> **Required work**
Search term "with": please copy every line of the records below that contains it.

> **Supplied records**
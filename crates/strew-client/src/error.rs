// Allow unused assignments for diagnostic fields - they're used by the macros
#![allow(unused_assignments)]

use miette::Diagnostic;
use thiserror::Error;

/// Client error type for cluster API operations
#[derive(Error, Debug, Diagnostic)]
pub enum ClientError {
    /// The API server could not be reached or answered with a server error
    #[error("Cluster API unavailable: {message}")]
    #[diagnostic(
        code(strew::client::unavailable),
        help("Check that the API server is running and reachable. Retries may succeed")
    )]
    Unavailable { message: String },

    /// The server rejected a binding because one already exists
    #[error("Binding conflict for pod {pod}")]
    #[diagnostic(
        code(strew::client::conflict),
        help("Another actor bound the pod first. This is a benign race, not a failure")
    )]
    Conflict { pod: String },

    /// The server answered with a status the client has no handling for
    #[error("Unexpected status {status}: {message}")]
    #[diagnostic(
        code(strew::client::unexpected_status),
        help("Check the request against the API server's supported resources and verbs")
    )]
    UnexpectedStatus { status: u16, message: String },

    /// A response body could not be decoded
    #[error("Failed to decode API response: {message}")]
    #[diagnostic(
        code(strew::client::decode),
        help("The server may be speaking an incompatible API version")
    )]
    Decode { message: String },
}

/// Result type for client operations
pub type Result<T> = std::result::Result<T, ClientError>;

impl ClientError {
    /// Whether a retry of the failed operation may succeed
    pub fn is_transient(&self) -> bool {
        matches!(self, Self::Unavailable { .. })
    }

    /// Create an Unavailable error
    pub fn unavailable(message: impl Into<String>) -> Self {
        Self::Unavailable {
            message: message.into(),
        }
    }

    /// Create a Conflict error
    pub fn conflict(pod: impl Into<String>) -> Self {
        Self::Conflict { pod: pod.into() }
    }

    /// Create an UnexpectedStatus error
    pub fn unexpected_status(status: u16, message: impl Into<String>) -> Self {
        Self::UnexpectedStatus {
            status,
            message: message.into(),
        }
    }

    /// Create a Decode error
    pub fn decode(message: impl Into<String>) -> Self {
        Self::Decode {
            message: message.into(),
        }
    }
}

> **Task response**
    /// The API server could not be reached or answered with a server error
    /// The server answered with a status the client has no handling for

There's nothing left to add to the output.